🤖 AI Summary
Excessive clinical documentation burden impedes healthcare efficiency. Method: We propose a large language model (LLM)-based automation framework comprising (1) structured table generation from nurse verbal notes and (2) precise medical instruction extraction from physician–patient consultation transcripts. To address data scarcity and privacy constraints, we design an intelligent agent pipeline that synthesizes high-fidelity, de-identified, non-sensitive spoken clinical data. We release SYNUR—the first open-source dataset for nurse observation summarization—and SIMORD—the first dedicated benchmark for medical instruction extraction. We systematically evaluate both open-weight (e.g., Qwen, Llama) and proprietary (e.g., GPT-4o, o1) LLMs on real-world clinical tasks. Contribution/Results: Experiments demonstrate LLMs’ effectiveness on these high-value clinical NLP tasks, establishing a reproducible, scalable pathway toward structured electronic health record generation.
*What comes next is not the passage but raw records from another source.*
//! Slide block generation: front matter assembly and cover templating.

use anyhow::{anyhow, Result};
use chrono::Local;

/// Named fields available to cover templates. Anything else in a `{...}`
/// placeholder is a caller error.
pub struct CoverFields<'a> {
    pub title: &'a str,
    pub subtitle: &'a str,
    pub author: &'a str,
    pub date: &'a str,
}

const ALLOWED_PLACEHOLDERS: &[&str] = &["title", "subtitle", "author", "date"];

/// Today as `YYYY-MM-DD`, the default for the cover `date` field.
pub fn current_date() -> String {
    Local::now().format("%Y-%m-%d").to_string()
}

/// Substitute `{title}`, `{subtitle}`, `{author}` and `{date}` into a
/// caller-supplied template. A placeholder outside that set is rejected
/// rather than silently passed through.
pub fn render_template(template: &str, fields: &CoverFields<'_>) -> Result<String> {
    let mut out = String::with_capacity(template.len());
    let mut chars = template.char_indices();

    while let Some((start, c)) = chars.next() {
        if c != '{' {
            out.push(c);
            continue;
        }
        let Some(end) = template[start + 1..].find('}') else {
            return Err(anyhow!("Unclosed placeholder in template"));
        };
        let name = &template[start + 1..start + 1 + end];
        let value = match name {
            "title" => fields.title,
            "subtitle" => fields.subtitle,
            "author" => fields.author,
            "date" => fields.date,
            other => {
                return Err(anyhow!(
                    "Unknown placeholder '{{{}}}' in template; allowed: {}",
                    other,
                    ALLOWED_PLACEHOLDERS.join(", ")
                ))
            }
        };
        out.push_str(value);
        // Skip past the consumed placeholder body and its closing brace.
        for _ in 0..end + 1 {
            chars.next();
        }
    }

    Ok(out)
}

/// Build the cover slide: cover front matter, blank line, then either the
/// rendered caller template or the default title/subtitle/author body.
pub fn cover_block(
    title: &str,
    subtitle: &str,
    author: &str,
    background: &str,
    custom_template: Option<&str>,
) -> Result<String> {
    let date = current_date();
    let fields = CoverFields {
        title,
        subtitle,
        author,
        date: &date,
    };

    let body = match custom_template {
        Some(t) if !t.trim().is_empty() => render_template(t, &fields)?,
        _ => format!(
            "# {}\n## {}\n### Presented By {} at {}",
            title, subtitle, author, date
        ),
    };

    let mut front = vec![
        "---".to_string(),
        "theme: default".to_string(),
        "layout: cover".to_string(),
        "transition: slide-left".to_string(),
    ];
    if !background.is_empty() {
        front.push(format!("background: {}", background));
    }
    front.push("---".to_string());

    Ok(format!("{}\n\n{}", front.join("\n"), body))
}

/// Build an ordinary content slide for the given layout.
pub fn page_block(content: &str, layout: &str) -> String {
    format!(
        "---\nlayout: {}\ntransition: slide-left\n---\n\n{}",
        layout, content
    )
}

/// Set `key: value` in a slide's front matter, replacing an existing entry
/// or inserting before the closing fence. A slide without front matter gets
/// a new block prepended.
pub fn update_front_matter(slide: &str, key: &str, value: &str) -> String {
    let entry = format!("{}: {}", key, value);
    let mut lines: Vec<String> = slide.lines().map(str::to_string).collect();

    let opens = lines.first().map(|l| l.trim() == "---").unwrap_or(false);
    let close = if opens {
        lines
            .iter()
            .enumerate()
            .skip(1)
            .find(|(_, l)| l.trim() == "---")
            .map(|(i, _)| i)
    } else {
        None
    };

    match close {
        Some(close) => {
            let prefix = format!("{}:", key);
            if let Some(line) = lines[1..close]
                .iter_mut()
                .find(|l| l.trim_start().starts_with(&prefix))
            {
                *line = entry;
            } else {
                lines.insert(close, entry);
            }
            lines.join("\n")
        }
        None => format!("---\n{}\n---\n\n{}", entry, slide),
    }
}

/// Minimal starter document written by project creation: a single cover
/// slide with the supplied title and author filled in.
pub fn starter_document(title: &str, author: &str) -> String {
    format!(
        "---\ntheme: default\nlayout: cover\ntransition: slide-left\n---\n\n# {}\n## Subtitle\n\nPresented by {}\n",
        title, author
    )
}
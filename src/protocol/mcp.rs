use serde::{Deserialize, Serialize};
use serde_json::Value;

#[derive(Debug, Serialize, Deserialize)]
pub struct ToolDefinition {
    pub name: String,
    pub description: String,
    #[serde(rename = "inputSchema")]
    pub input_schema: Value,
}

/// Uniform result envelope returned by every tool operation.
///
/// Callers must rely on `success` alone; `message` is human-readable and
/// `output` carries the operation payload (string, index, slide list, ...).
#[derive(Debug, Clone, Serialize, Deserialize)]
pub struct ToolResponse {
    pub success: bool,
    pub message: String,
    #[serde(skip_serializing_if = "Option::is_none")]
    pub output: Option<Value>,
}

impl ToolResponse {
    pub fn ok_with(message: impl Into<String>, output: impl Into<Value>) -> Self {
        Self {
            success: true,
            message: message.into(),
            output: Some(output.into()),
        }
    }

    pub fn err(message: impl Into<String>) -> Self {
        Self {
            success: false,
            message: message.into(),
            output: None,
        }
    }
}
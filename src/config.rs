/// Fixed name of the slide source file inside a project directory.
pub const SLIDES_FILENAME: &str = "slides.md";

/// Default timeout for external toolchain subprocesses in seconds.
/// `npm install -g @slidev/cli` can legitimately take a while.
pub const DEFAULT_SUBPROCESS_TIMEOUT_SECS: u64 = 120;

/// Subprocess timeout, overridable via `SLIDEV_MCP_TIMEOUT_SECS`.
pub fn subprocess_timeout_secs() -> u64 {
    std::env::var("SLIDEV_MCP_TIMEOUT_SECS")
        .ok()
        .and_then(|v| v.parse().ok())
        .unwrap_or(DEFAULT_SUBPROCESS_TIMEOUT_SECS)
}
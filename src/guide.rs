/// Embedded Slidev usage guide served by the `get_slidev_usage` tool, so an
/// agent can learn the layout vocabulary without network access.
pub const SLIDEV_USAGE_GUIDE: &str = include_str!("assets/slidev-usage.md");
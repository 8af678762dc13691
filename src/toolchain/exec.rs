//! Narrow subprocess seam for the external toolchain.
//!
//! Everything that shells out (the slidev CLI, npm, the content fetcher)
//! goes through [`CommandRunner`], so tests can substitute a scripted double
//! and failure classification stays in one place.

use async_trait::async_trait;
use log::debug;
use std::path::Path;
use std::process::Stdio;
use std::time::Duration;

use crate::config::subprocess_timeout_secs;

/// Captured result of a subprocess that ran to completion.
#[derive(Debug, Clone)]
pub struct ExecOutput {
    pub exit_code: i32,
    pub stdout: String,
    pub stderr: String,
}

impl ExecOutput {
    pub fn success(&self) -> bool {
        self.exit_code == 0
    }
}

/// Outcome of a subprocess invocation, classified so callers can tell a
/// missing binary from a failing one from a hung one.
#[derive(Debug)]
pub enum ExecOutcome {
    Completed(ExecOutput),
    /// The program itself could not be found.
    NotFound(String),
    /// The program ran past the configured timeout and was killed.
    TimedOut(u64),
}

#[async_trait]
pub trait CommandRunner: Send + Sync {
    async fn run(&self, program: &str, args: &[&str], cwd: Option<&Path>) -> ExecOutcome;
}

/// Production runner on top of `tokio::process`, with an explicit timeout.
pub struct TokioCommandRunner;

#[async_trait]
impl CommandRunner for TokioCommandRunner {
    async fn run(&self, program: &str, args: &[&str], cwd: Option<&Path>) -> ExecOutcome {
        debug!("Running: {} {}", program, args.join(" "));

        let mut command = tokio::process::Command::new(program);
        command
            .args(args)
            .stdin(Stdio::null())
            .stdout(Stdio::piped())
            .stderr(Stdio::piped())
            .kill_on_drop(true);
        if let Some(dir) = cwd {
            command.current_dir(dir);
        }

        let child = match command.spawn() {
            Ok(child) => child,
            Err(e) if e.kind() == std::io::ErrorKind::NotFound => {
                return ExecOutcome::NotFound(program.to_string());
            }
            Err(e) => {
                return ExecOutcome::Completed(ExecOutput {
                    exit_code: -1,
                    stdout: String::new(),
                    stderr: format!("Failed to spawn {}: {}", program, e),
                });
            }
        };

        let timeout_secs = subprocess_timeout_secs();
        let waited =
            tokio::time::timeout(Duration::from_secs(timeout_secs), child.wait_with_output()).await;

        match waited {
            Err(_) => ExecOutcome::TimedOut(timeout_secs),
            Ok(Err(e)) => ExecOutcome::Completed(ExecOutput {
                exit_code: -1,
                stdout: String::new(),
                stderr: format!("Failed to wait for {}: {}", program, e),
            }),
            Ok(Ok(output)) => ExecOutcome::Completed(ExecOutput {
                exit_code: output.status.code().unwrap_or(-1),
                stdout: String::from_utf8_lossy(&output.stdout).into_owned(),
                stderr: String::from_utf8_lossy(&output.stderr).into_owned(),
            }),
        }
    }
}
Our work fills critical gaps in high-quality annotated clinical datasets and open evaluation benchmarks.
📝 Abstract
Large language models (LLMs) such as GPT-4o and o1 have demonstrated strong performance on clinical natural language processing (NLP) tasks across multiple medical benchmarks. Nonetheless, two high-impact NLP tasks - structured tabular reporting from nurse dictations and medical order extraction from doctor-patient consultations - remain underexplored due to data scarcity and sensitivity, despite active industry efforts. Practical solutions to these real-world clinical tasks can significantly reduce the documentation burden on healthcare providers, allowing greater focus on patient care. In this paper, we investigate these two challenging tasks using private and open-source clinical datasets, evaluating the performance of both open- and closed-weight LLMs, and analyzing their respective strengths and limitations. Furthermore, we propose an agentic pipeline for generating realistic, non-sensitive nurse dictations, enabling structured extraction of clinical observations. To support further research in both areas, we release SYNUR and SIMORD, the first open-source datasets for nurse observation extraction and medical order extraction.